//! Wikidata adapters for the wikirepo query engine.
//!
//! Responsibilities:
//! - Decode `Special:EntityData` documents into core [`Entity`](wikirepo_core::Entity) values.
//! - Fetch entities over HTTP ([`HttpEntityStore`]).
//! - Replay entities from a directory of saved documents ([`SnapshotEntityStore`]).
//!
//! Boundaries:
//! - Do not encode query rules (live in `wikirepo-query`).
//! - Keep blocking I/O off async executors; the HTTP store bridges to Tokio.
//!
//! Invariants:
//! - Claims and qualifier snaks keep document order.
//! - No global mutable state.
#![forbid(unsafe_code)]

mod document;
pub mod http;
pub mod snapshot;

pub use document::{DocumentError, parse_entity_document};
pub use http::{HttpEntityStore, HttpEntityStoreConfig, StoreBuildError};
pub use snapshot::{SnapshotEntityStore, SnapshotError};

--*--

WHAT THIS TASK INVOLVES:
Retype the records above without changing a single word.

REPLY:
//! Wikidata adapters for the wikirepo query engine.
//!
//! Responsibilities:
//! - Decode `Special:EntityData` documents into core [`Entity`](wikirepo_core::Entity) values.
//! - Fetch entities over HTTP ([`HttpEntityStore`]).
//! - Replay entities from a directory of saved documents ([`SnapshotEntityStore`]).
//!
//! Boundaries:
//! - Do not encode query rules (live in `wikirepo-query`).
//! - Keep blocking I/O off async executors; the HTTP store bridges to Tokio.
//!
//! Invariants:
//! - Claims and qualifier snaks keep document order.
//! - No global mutable state.
#![forbid(unsafe_code)]

mod document;
pub mod http;
pub mod snapshot;

pub use document::{DocumentError, parse_entity_document};
pub use http::{HttpEntityStore, HttpEntityStoreConfig, StoreBuildError};
pub use snapshot::{SnapshotEntityStore, SnapshotError};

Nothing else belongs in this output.